When Patti Bossio called her team in for a meeting at the end of the 1990 lacrosse season, Rachael Rollins didn’t know what to expect. The meeting was out of the ordinary, but she and her UMass Amherst teammates dutifully circled around their head coach as she dropped a bomb: The UMass athletic department was cutting the women’s lacrosse team.
“I didn’t even understand what she was saying,” Rollins, who was a freshman at the time, said.
All of a sudden, questions swirled around Rollins’ head. Would she be able to keep the scholarship she needed to stay in school? What would happen to her teammates?

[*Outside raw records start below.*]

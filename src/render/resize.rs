// SPDX-License-Identifier: GPL-3.0-or-later
use std::error::Error as StdError;
use std::fmt;
use std::str::FromStr;

use image::Luma;
use serde::{Deserialize, Serialize};

use crate::frame::ThermalImage;

/// Different resampling methods.
#[derive(Copy, Clone, Debug, Deserialize, Serialize, PartialEq, Eq)]
#[serde(rename_all = "snake_case")]
pub(crate) enum Method {
    /// Nearest neighbor sampling.
    Nearest,

    /// Bilinear sampling of the four closest points.
    #[serde(alias = "linear", alias = "triangle")]
    Bilinear,

    /// Catmull-Rom (aka bicubic) sampling of the sixteen closest points.
    #[serde(alias = "catmull_rom")]
    Bicubic,
}

impl Default for Method {
    fn default() -> Self {
        Self::Bicubic
    }
}

impl Method {
    /// The resampler implementing this method.
    pub(crate) fn resampler(self) -> &'static dyn Resampler {
        match self {
            Self::Nearest => &NearestResample,
            Self::Bilinear => &BilinearResample,
            Self::Bicubic => &BicubicResample,
        }
    }
}

#[derive(Clone, Debug, PartialEq, Eq)]
pub(crate) struct UnknownMethod(String);

impl fmt::Display for UnknownMethod {
    fn fmt(&self, f: &mut fmt::Formatter<'_>) -> fmt::Result {
        write!(f, "unknown resampling method \"{}\"", self.0)
    }
}

impl StdError for UnknownMethod {}

impl FromStr for Method {
    type Err = UnknownMethod;

    fn from_str(s: &str) -> Result<Self, Self::Err> {
        match s.to_lowercase().as_str() {
            "nearest" => Ok(Self::Nearest),
            "bilinear" | "linear" | "triangle" => Ok(Self::Bilinear),
            "bicubic" | "catmull_rom" => Ok(Self::Bicubic),
            _ => Err(UnknownMethod(s.to_string())),
        }
    }
}

pub(crate) trait Resampler: fmt::Debug + Send + Sync {
    /// Resample a grid of temperatures to a new size.
    ///
    /// Points outside of the source grid are clamped to the nearest edge. Resampling to a zero
    /// width or height returns an empty image.
    fn resample(&self, source: &ThermalImage, width: u32, height: u32) -> ThermalImage;
}

/// Each destination pixel takes the value of the source pixel it falls within.
#[derive(Clone, Copy, Debug)]
pub(crate) struct NearestResample;

impl Resampler for NearestResample {
    fn resample(&self, source: &ThermalImage, width: u32, height: u32) -> ThermalImage {
        if is_empty(source, width, height) {
            return ThermalImage::new(width, height);
        }
        let scale_x = source.width() as f64 / width as f64;
        let scale_y = source.height() as f64 / height as f64;
        let max_x = source.width() - 1;
        let max_y = source.height() - 1;
        ThermalImage::from_fn(width, height, |x, y| {
            let source_x = ((x as f64 * scale_x).floor() as u32).min(max_x);
            let source_y = ((y as f64 * scale_y).floor() as u32).min(max_y);
            *source.get_pixel(source_x, source_y)
        })
    }
}

/// Corners of the destination align with the centers of the corner source pixels, with the four
/// surrounding source pixels blended linearly.
#[derive(Clone, Copy, Debug)]
pub(crate) struct BilinearResample;

impl Resampler for BilinearResample {
    fn resample(&self, source: &ThermalImage, width: u32, height: u32) -> ThermalImage {
        if is_empty(source, width, height) {
            return ThermalImage::new(width, height);
        }
        let scale_x = corner_aligned_scale(source.width(), width);
        let scale_y = corner_aligned_scale(source.height(), height);
        ThermalImage::from_fn(width, height, |x, y| {
            let (x0, dx) = split_coordinate(x as f64 * scale_x);
            let (y0, dy) = split_coordinate(y as f64 * scale_y);
            let x1 = x0 + 1;
            let y1 = y0 + 1;
            let value = sample(source, x0, y0) * (1.0 - dx) * (1.0 - dy)
                + sample(source, x1, y0) * dx * (1.0 - dy)
                + sample(source, x0, y1) * (1.0 - dx) * dy
                + sample(source, x1, y1) * dx * dy;
            Luma([value as f32])
        })
    }
}

/// Same mapping as [`BilinearResample`], but with a 4x4 Catmull-Rom kernel.
///
/// This kernel can overshoot slightly around sharp edges, so the output may fall a little outside
/// the range of the input.
#[derive(Clone, Copy, Debug)]
pub(crate) struct BicubicResample;

impl BicubicResample {
    /// The Catmull-Rom cubic convolution kernel (a = -0.5).
    fn weight(t: f64) -> f64 {
        let t = t.abs();
        if t <= 1.0 {
            1.5 * t.powi(3) - 2.5 * t.powi(2) + 1.0
        } else if t <= 2.0 {
            -0.5 * t.powi(3) + 2.5 * t.powi(2) - 4.0 * t + 2.0
        } else {
            0.0
        }
    }
}

impl Resampler for BicubicResample {
    fn resample(&self, source: &ThermalImage, width: u32, height: u32) -> ThermalImage {
        if is_empty(source, width, height) {
            return ThermalImage::new(width, height);
        }
        let scale_x = corner_aligned_scale(source.width(), width);
        let scale_y = corner_aligned_scale(source.height(), height);
        ThermalImage::from_fn(width, height, |x, y| {
            let (x0, dx) = split_coordinate(x as f64 * scale_x);
            let (y0, dy) = split_coordinate(y as f64 * scale_y);
            let mut value = 0.0;
            for m in -1i64..=2 {
                let weight_y = Self::weight(m as f64 - dy);
                for n in -1i64..=2 {
                    let weight_x = Self::weight(n as f64 - dx);
                    value += sample(source, x0 + n, y0 + m) * weight_y * weight_x;
                }
            }
            Luma([value as f32])
        })
    }
}

fn is_empty(source: &ThermalImage, width: u32, height: u32) -> bool {
    width == 0 || height == 0 || source.width() == 0 || source.height() == 0
}

/// The distance in source pixels between adjacent destination pixels, when the first and last
/// destination pixels line up with the first and last source pixels.
fn corner_aligned_scale(source_dimension: u32, destination_dimension: u32) -> f64 {
    if destination_dimension > 1 {
        (source_dimension - 1) as f64 / (destination_dimension - 1) as f64
    } else {
        // A single row/column samples the first source row/column.
        0.0
    }
}

/// Split a source coordinate into its integer and fractional parts.
fn split_coordinate(coordinate: f64) -> (i64, f64) {
    let whole = coordinate.floor();
    (whole as i64, coordinate - whole)
}

/// Read a source pixel, clamping the coordinates to the edges of the image.
fn sample(source: &ThermalImage, x: i64, y: i64) -> f64 {
    let x = x.clamp(0, source.width() as i64 - 1) as u32;
    let y = y.clamp(0, source.height() as i64 - 1) as u32;
    source.get_pixel(x, y)[0] as f64
}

Why had she put in endless hours of practice just to have the rug ripped out from under her?
And shouldn’t Title IX have protected her team?
Rollins later learned that UMass Athletics was also cutting women’s volleyball and women’s tennis, and the gears in her head began to turn. None of the three sports being cut were fully funded, but the administration decided to cut entire teams under the guise of budget constraints. The fully funded UMass football team, however, didn’t lose a single scholarship.
Rutgers and Northeastern also announced they were cutting their women’s lacrosse teams the same year.
Rollins and teammate Melissa Cellucci asked for a meeting with the athletic director, but he turned them away. That is, until they brought in a lawyer.
“He had no time for us,” Rollins said. “We ended up getting a lawyer, and miraculously he had time. Under the mere threat of a Title IX lawsuit, we were able to get all three teams reinstated.”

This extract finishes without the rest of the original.